Los investigadores están desarrollando modelos informáticos avanzados que pueden predecir si una cepa de probióticos colonizará con éxito el intestino de un individuo, poniendo fin potencialmente a la era de los suplementos universales para la salud intestinal. El nuevo enfoque, detallado en PLOS Biology, aprovecha el conocimiento existente sobre el metabolismo bacteriano para simular cómo diferentes cepas interactúan con el microbioma intestinal único de una persona.
El problema de los probióticos
El mercado actual de probióticos se basa en un enfoque de amplio espectro. Las píldoras, los yogures e incluso los refrescos se comercializan con la promesa de mejorar la salud intestinal, pero estos productos a menudo no logran ofrecer resultados consistentes. Esto se debe a que el microbioma intestinal de cada persona es diferente; Lo que funciona para una persona puede no funcionar para otra. Las simulaciones resuelven este problema prediciendo si una cepa bacteriana se arraigará en el intestino de un individuo específico y cómo se comportará una vez establecida.

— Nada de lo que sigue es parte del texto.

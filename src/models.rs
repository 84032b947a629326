use anyhow::{anyhow, Result};
use serde::{Deserialize, Serialize};
use std::fmt;
use std::str::FromStr;

#[derive(Debug, Clone, Serialize, Deserialize)]
pub struct Job {
    pub id: i64,
    pub title: String,
    pub description: String,
    pub price: String, // formatted, e.g. "450 kr"
    pub location: String,
    pub time: String, // "2-3 timmar", "Halvdag", ...
    pub category: String,
    pub skills: Vec<String>,
    pub author: String,
    pub date: String, // display label: "Idag", "Igår", ...
    pub icon: String,
    pub match_score: i32,
}

#[derive(Debug, Clone, Copy, PartialEq, Eq, Serialize, Deserialize)]
#[serde(rename_all = "lowercase")]
pub enum UserMode {
    Helper,
    Needer,
}

impl fmt::Display for UserMode {
    fn fmt(&self, f: &mut fmt::Formatter<'_>) -> fmt::Result {
        match self {
            UserMode::Helper => write!(f, "helper"),
            UserMode::Needer => write!(f, "needer"),
        }
    }
}

impl FromStr for UserMode {
    type Err = anyhow::Error;

    fn from_str(s: &str) -> Result<Self> {
        match s.to_lowercase().as_str() {
            "helper" => Ok(UserMode::Helper),
            "needer" => Ok(UserMode::Needer),
            other => Err(anyhow!("Unknown mode '{}' (expected helper or needer)", other)),
        }
    }
}

#[derive(Debug, Clone, Serialize, Deserialize)]
#[serde(default)]
pub struct UserProfile {
    pub name: String,
    pub location: String,
    pub mode: UserMode,
    pub is_verified: bool,
    // Comes from config, never persisted with the profile
    #[serde(skip)]
    pub skills: Vec<String>,
}

impl Default for UserProfile {
    fn default() -> Self {
        Self {
            name: "Anders".to_string(),
            location: "Stockholm".to_string(),
            mode: UserMode::Helper,
            is_verified: true,
            skills: Vec::new(),
        }
    }
}

#[derive(Debug, Clone, Serialize, Deserialize)]
pub struct Category {
    pub id: String,
    pub name: String,
    pub icon: String,
    pub count: u32,
}
use anyhow::{anyhow, Result};
use rand::Rng;

use crate::matching;
use crate::models::{Job, UserMode, UserProfile};

/// Owns the job list and the user profile. Scores and profile fields are
/// only written through the methods below.
pub struct AppState {
    jobs: Vec<Job>,
    user: UserProfile,
    saved_jobs: Vec<i64>,
}

impl AppState {
    pub fn new(user: UserProfile) -> Self {
        Self {
            jobs: Vec::new(),
            user,
            saved_jobs: Vec::new(),
        }
    }

    pub fn load_jobs(&mut self, jobs: Vec<Job>) {
        self.jobs = jobs;
    }

    /// Restore persisted bookmarks, dropping ids that no longer exist.
    pub fn load_saved_jobs(&mut self, ids: Vec<i64>) {
        self.saved_jobs = ids
            .into_iter()
            .filter(|id| self.jobs.iter().any(|j| j.id == *id))
            .collect();
    }

    pub fn jobs(&self) -> &[Job] {
        &self.jobs
    }

    pub fn job(&self, id: i64) -> Option<&Job> {
        self.jobs.iter().find(|j| j.id == id)
    }

    pub fn user(&self) -> &UserProfile {
        &self.user
    }

    pub fn saved_jobs(&self) -> &[i64] {
        &self.saved_jobs
    }

    pub fn is_saved(&self, id: i64) -> bool {
        self.saved_jobs.contains(&id)
    }

    pub fn jobs_in_category(&self, category: &str) -> Vec<&Job> {
        self.jobs.iter().filter(|j| j.category == category).collect()
    }

    /// Jobs scoring above `threshold`, best first.
    pub fn top_matches(&self, threshold: i32) -> Vec<&Job> {
        let mut jobs: Vec<&Job> = self.jobs.iter().filter(|j| j.match_score > threshold).collect();
        jobs.sort_by(|a, b| b.match_score.cmp(&a.match_score));
        jobs
    }

    /// Rescore every job against the current profile.
    pub fn rescore<R: Rng + ?Sized>(&mut self, jitter: f64, rng: &mut R) {
        matching::calculate_match_scores(
            &mut self.jobs,
            &self.user.location,
            &self.user.skills,
            jitter,
            rng,
        );
    }

    pub fn set_location(&mut self, location: &str) {
        self.user.location = location.trim().to_string();
    }

    pub fn set_mode(&mut self, mode: UserMode) {
        self.user.mode = mode;
    }

    /// Returns true when the job is saved after the toggle.
    pub fn toggle_saved_job(&mut self, id: i64) -> Result<bool> {
        if self.job(id).is_none() {
            return Err(anyhow!("Job #{} not found", id));
        }
        if let Some(pos) = self.saved_jobs.iter().position(|s| *s == id) {
            self.saved_jobs.remove(pos);
            Ok(false)
        } else {
            self.saved_jobs.push(id);
            Ok(true)
        }
    }
}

Cómo funcionan las simulaciones
Estos modelos, conocidos como modelos metabólicos a escala de comunidad microbiana, simulan el crecimiento bacteriano basándose en datos existentes sobre cómo las bacterias intestinales consumen y procesan nutrientes. Los investigadores insertan una cepa bacteriana simulada en una representación digital del microbioma intestinal de un individuo para determinar si prosperará y qué efectos tendrá. “Pensamos que este tipo de plataforma de modelado podría permitirnos identificar respuestas personalizadas y tal vez incluso diseñar intervenciones personalizadas”, explica Sean Gibbons, investigador de microbiomas en el Instituto de Biología de Sistemas.
Validando los modelos
Las simulaciones se probaron utilizando datos de dos ensayos clínicos: uno con simbióticos (probióticos más fibra prebiótica) para pacientes con diabetes tipo 2 y otro con un bioterapéutico vivo para infecciones recurrentes por Clostridioides difficile. En ambos casos, el modelo predijo con precisión qué bacterias colonizarían el intestino con una precisión del 75% al 80%, incluida la predicción de aumentos en la producción beneficiosa de ácidos grasos de cadena corta.

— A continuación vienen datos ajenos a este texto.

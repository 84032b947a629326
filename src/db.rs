use anyhow::{anyhow, Context, Result};
use rusqlite::{params, Connection};
use serde::de::DeserializeOwned;
use serde::Serialize;
use std::path::PathBuf;

pub const USER_KEY: &str = "user";
pub const SAVED_JOBS_KEY: &str = "saved_jobs";

/// Key-value store of JSON blobs.
pub struct Database {
    conn: Connection,
    path: PathBuf,
}

impl Database {
    pub fn open() -> Result<Self> {
        let path = Self::default_path()?;
        if let Some(parent) = path.parent() {
            std::fs::create_dir_all(parent)
                .with_context(|| format!("Failed to create data directory {}", parent.display()))?;
        }
        let conn = Connection::open(&path)
            .with_context(|| format!("Failed to open database at {}", path.display()))?;
        Ok(Self { conn, path })
    }

    #[cfg(test)]
    pub fn open_in_memory() -> Result<Self> {
        let conn = Connection::open_in_memory()?;
        Ok(Self {
            conn,
            path: PathBuf::from(":memory:"),
        })
    }

    pub fn path(&self) -> &PathBuf {
        &self.path
    }

    fn default_path() -> Result<PathBuf> {
        // Use XDG data directory or fallback
        if let Some(proj_dirs) = directories::ProjectDirs::from("", "", "pact") {
            Ok(proj_dirs.data_dir().join("pact.db"))
        } else {
            Ok(PathBuf::from("pact.db"))
        }
    }

    pub fn init(&self) -> Result<()> {
        self.conn.execute_batch(
            r#"
            CREATE TABLE IF NOT EXISTS kv (
                key TEXT PRIMARY KEY,
                value TEXT NOT NULL,
                updated_at TEXT NOT NULL DEFAULT (datetime('now'))
            );
            "#,
        )?;
        Ok(())
    }

    pub fn ensure_initialized(&self) -> Result<()> {
        let tables: i64 = self.conn.query_row(
            "SELECT COUNT(*) FROM sqlite_master WHERE type='table' AND name='kv'",
            [],
            |row| row.get(0),
        )?;
        if tables == 0 {
            return Err(anyhow!("Database not initialized. Run 'pact init' first."));
        }
        Ok(())
    }

    /// Decode the blob under `key`. Unreadable blobs are logged and read as absent.
    pub fn get<T: DeserializeOwned>(&self, key: &str) -> Result<Option<T>> {
        let result = self
            .conn
            .query_row("SELECT value FROM kv WHERE key = ?1", [key], |row| {
                row.get::<_, String>(0)
            });
        let raw = match result {
            Ok(raw) => raw,
            Err(rusqlite::Error::QueryReturnedNoRows) => return Ok(None),
            Err(e) => return Err(anyhow::Error::new(e).context(format!("Failed to read '{}'", key))),
        };
        match serde_json::from_str(&raw) {
            Ok(value) => Ok(Some(value)),
            Err(e) => {
                tracing::warn!(key, error = %e, "could not decode stored value");
                Ok(None)
            }
        }
    }

    pub fn set<T: Serialize>(&self, key: &str, value: &T) -> Result<()> {
        let raw = serde_json::to_string(value)
            .with_context(|| format!("Failed to encode '{}'", key))?;
        self.conn
            .execute(
                "INSERT INTO kv (key, value) VALUES (?1, ?2)
                 ON CONFLICT(key) DO UPDATE SET value = excluded.value, updated_at = datetime('now')",
                params![key, raw],
            )
            .with_context(|| format!("Failed to write '{}'", key))?;
        tracing::debug!(key, "stored value");
        Ok(())
    }

    pub fn remove(&self, key: &str) -> Result<()> {
        self.conn.execute("DELETE FROM kv WHERE key = ?1", [key])?;
        Ok(())
    }

    pub fn clear(&self) -> Result<()> {
        self.conn.execute("DELETE FROM kv", [])?;
        Ok(())
    }
}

El estudio también validó las simulaciones frente a cambios dietéticos en el mundo real. Incluso cuando los individuos cambiaron a dietas ricas en fibra, el modelo predijo con precisión la respuesta de su intestino. Esto sugiere que las simulaciones pueden ir más allá de los efectos a corto plazo y predecir cambios en el microbioma a largo plazo.
Lo que esto significa para el futuro
Las implicaciones son significativas: los médicos pronto podrían “probar” intervenciones probióticas en modelos digitales del intestino de un paciente antes de recetarlas. Los investigadores visualizan un futuro en el que las terapias de microbiomas personalizadas se diseñen utilizando estos modelos, en lugar de depender de productos genéricos disponibles en el mercado.

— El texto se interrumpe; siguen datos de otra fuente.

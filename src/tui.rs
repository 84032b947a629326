use anyhow::Result;
use crossterm::{
    event::{self, Event, KeyCode, KeyEventKind},
    terminal::{disable_raw_mode, enable_raw_mode, EnterAlternateScreen, LeaveAlternateScreen},
    ExecutableCommand,
};
use rand::Rng;
use ratatui::{
    prelude::*,
    widgets::{Block, Borders, List, ListItem, ListState, Paragraph, Wrap},
};
use std::io::stdout;

use crate::config::Config;
use crate::db::Database;
use crate::matching::{self, MatchColor};
use crate::models::Job;
use crate::state::AppState;

struct BrowseState {
    visible: Vec<i64>,
    selected: usize,
    scroll_offset: u16,
    matches_only: bool,
    reasons: Vec<String>,
}

impl BrowseState {
    fn new(app: &AppState) -> Self {
        Self {
            visible: app.jobs().iter().map(|j| j.id).collect(),
            selected: 0,
            scroll_offset: 0,
            matches_only: false,
            reasons: Vec::new(),
        }
    }

    fn current_id(&self) -> Option<i64> {
        self.visible.get(self.selected).copied()
    }

    fn refresh_visible(&mut self, app: &AppState, threshold: i32) {
        self.visible = if self.matches_only {
            app.top_matches(threshold).iter().map(|j| j.id).collect()
        } else {
            app.jobs().iter().map(|j| j.id).collect()
        };
        self.selected = 0;
        self.scroll_offset = 0;
    }

    fn load_reasons<R: Rng + ?Sized>(&mut self, app: &AppState, rng: &mut R) {
        self.reasons = match self.current_id().and_then(|id| app.job(id)) {
            Some(job) => matching::match_reasons(job, app.user(), rng),
            None => Vec::new(),
        };
    }

    fn next(&mut self) {
        if !self.visible.is_empty() && self.selected < self.visible.len() - 1 {
            self.selected += 1;
            self.scroll_offset = 0;
        }
    }

    fn prev(&mut self) {
        if self.selected > 0 {
            self.selected -= 1;
            self.scroll_offset = 0;
        }
    }

    fn scroll_down(&mut self) {
        self.scroll_offset = self.scroll_offset.saturating_add(3);
    }

    fn scroll_up(&mut self) {
        self.scroll_offset = self.scroll_offset.saturating_sub(3);
    }
}

fn score_color(score: i32) -> Color {
    match matching::match_score_color(score) {
        MatchColor::Green => Color::Rgb(0x2E, 0x8B, 0x57),
        MatchColor::Orange => Color::Rgb(0xFF, 0xA5, 0x00),
        MatchColor::Red => Color::Rgb(0xFF, 0x6B, 0x6B),
    }
}

pub fn run_browse<R: Rng + ?Sized>(
    db: &Database,
    app: &mut AppState,
    config: &Config,
    rng: &mut R,
) -> Result<()> {
    if app.jobs().is_empty() {
        println!("No jobs found.");
        return Ok(());
    }

    let mut state = BrowseState::new(app);
    state.load_reasons(app, rng);

    // Setup terminal
    enable_raw_mode()?;
    stdout().execute(EnterAlternateScreen)?;
    let mut terminal = Terminal::new(CrosstermBackend::new(stdout()))?;

    let result = run_loop(&mut terminal, &mut state, app, db, config, rng);

    // Restore terminal
    disable_raw_mode()?;
    stdout().execute(LeaveAlternateScreen)?;

    result
}

fn run_loop<R: Rng + ?Sized>(
    terminal: &mut Terminal<CrosstermBackend<std::io::Stdout>>,
    state: &mut BrowseState,
    app: &mut AppState,
    db: &Database,
    config: &Config,
    rng: &mut R,
) -> Result<()> {
    let mut list_state = ListState::default();
    list_state.select(Some(0));

    loop {
        terminal.draw(|frame| draw(frame, state, app, &mut list_state))?;

        if let Event::Key(key) = event::read()? {
            if key.kind != KeyEventKind::Press {
                continue;
            }
            let prev_selected = state.selected;
            let prev_visible = state.visible.clone();
            match key.code {
                KeyCode::Char('q') | KeyCode::Esc => break,
                KeyCode::Down | KeyCode::Char('j') => state.next(),
                KeyCode::Up | KeyCode::Char('k') => state.prev(),
                KeyCode::Char('J') | KeyCode::PageDown => state.scroll_down(),
                KeyCode::Char('K') | KeyCode::PageUp => state.scroll_up(),
                KeyCode::Char('s') => {
                    if let Some(id) = state.current_id() {
                        app.toggle_saved_job(id)?;
                        if let Err(e) = crate::save_state(db, app) {
                            tracing::warn!(error = %e, "could not persist saved jobs");
                        }
                    }
                }
                KeyCode::Char('m') => {
                    state.matches_only = !state.matches_only;
                    state.refresh_visible(app, config.min_match_score);
                }
                _ => {}
            }
            if state.selected != prev_selected || state.visible != prev_visible {
                list_state.select(if state.visible.is_empty() { None } else { Some(state.selected) });
                state.load_reasons(app, rng);
            }
        }
    }
    Ok(())
}

fn draw(frame: &mut Frame, state: &BrowseState, app: &AppState, list_state: &mut ListState) {
    let chunks = Layout::default()
        .direction(Direction::Horizontal)
        .constraints([
            Constraint::Percentage(40),
            Constraint::Percentage(60),
        ])
        .split(frame.area());

    // Left panel: job list
    let items: Vec<ListItem> = state
        .visible
        .iter()
        .filter_map(|id| app.job(*id))
        .map(|job| {
            let saved = if app.is_saved(job.id) { "*" } else { " " };
            let title = crate::truncate(&job.title, 30);
            ListItem::new(Line::from(vec![
                Span::raw(format!("{} #{:<2} ", saved, job.id)),
                Span::styled(
                    format!("{:>3}%", job.match_score),
                    Style::default().fg(score_color(job.match_score)),
                ),
                Span::raw(format!(" {}", title)),
            ]))
        })
        .collect();

    let title = if state.matches_only {
        format!(" Matches ({}) ", state.visible.len())
    } else {
        format!(" Jobs ({}) ", state.visible.len())
    };
    let list = List::new(items)
        .block(Block::default().borders(Borders::ALL).title(title))
        .highlight_style(Style::default().bg(Color::DarkGray).add_modifier(Modifier::BOLD))
        .highlight_symbol("> ");

    frame.render_stateful_widget(list, chunks[0], list_state);

    // Right panel: job detail
    let job = state.current_id().and_then(|id| app.job(id));
    let detail = build_detail(job, state, app);
    let detail_widget = Paragraph::new(detail)
        .block(Block::default().borders(Borders::ALL).title(" Detail "))
        .wrap(Wrap { trim: false })
        .scroll((state.scroll_offset, 0));

    frame.render_widget(detail_widget, chunks[1]);

    // Footer help
    let help_area = Layout::default()
        .direction(Direction::Vertical)
        .constraints([Constraint::Min(0), Constraint::Length(1)])
        .split(frame.area());

    let help = Paragraph::new(" j/k:navigate  J/K:scroll  s:save  m:matches only  q:quit")
        .style(Style::default().fg(Color::DarkGray));
    frame.render_widget(help, help_area[1]);
}

fn build_detail<'a>(job: Option<&'a Job>, state: &'a BrowseState, app: &AppState) -> Text<'a> {
    let Some(job) = job else {
        return Text::raw("No job selected");
    };

    let mut lines: Vec<Line> = Vec::new();

    // Header
    lines.push(Line::from(Span::styled(
        &job.title,
        Style::default().add_modifier(Modifier::BOLD),
    )));
    lines.push(Line::from(format!("{} · {}", job.author, job.date)));

    let color = score_color(job.match_score);
    lines.push(Line::from(Span::styled(
        format!("{}% match", job.match_score),
        Style::default().fg(color).add_modifier(Modifier::BOLD),
    )));
    if app.is_saved(job.id) {
        lines.push(Line::from(Span::styled("Saved", Style::default().fg(Color::Cyan))));
    }

    lines.push(Line::from(""));
    lines.push(Line::from(format!("Location: {}", job.location)));
    lines.push(Line::from(format!("Time: {}", job.time)));
    lines.push(Line::from(format!("Price: {}", job.price)));
    lines.push(Line::from(format!("Skills: {}", job.skills.join(", "))));
    lines.push(Line::from(""));

    if !state.reasons.is_empty() {
        lines.push(Line::from(Span::styled(
            "Why it matches",
            Style::default().add_modifier(Modifier::BOLD),
        )));
        for reason in &state.reasons {
            lines.push(Line::from(format!("  - {}", reason)));
        }
        lines.push(Line::from(""));
    }

    lines.push(Line::from(Span::styled(
        "Description",
        Style::default().add_modifier(Modifier::BOLD),
    )));
    lines.push(Line::from(job.description.as_str()));

    Text::from(lines)
}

“Si podemos tomar el modelo de una persona y simular miles de intervenciones en cuestión de minutos u horas, de repente tendremos una especie de ‘gemelo digital’ que puede empezar a aproximarse a las respuestas individualizadas de las personas”, afirma Gibbons. Su equipo ahora está planeando un ensayo clínico para comparar la efectividad de las intervenciones personalizadas versus los tratamientos probióticos estándar.
La investigación refuerza la idea de que las mejores bacterias para la salud intestinal dependen del individuo y su entorno. “Muchas de estas bacterias sólo son beneficiosas en determinados contextos”, afirma Nick Quinn-Bohmann, investigador del microbioma. “No tiene sentido tener un conjunto de probióticos únicos para todos”.
Estas simulaciones representan un paso importante hacia soluciones de salud intestinal verdaderamente personalizadas, yendo más allá del enfoque actual de prueba y error.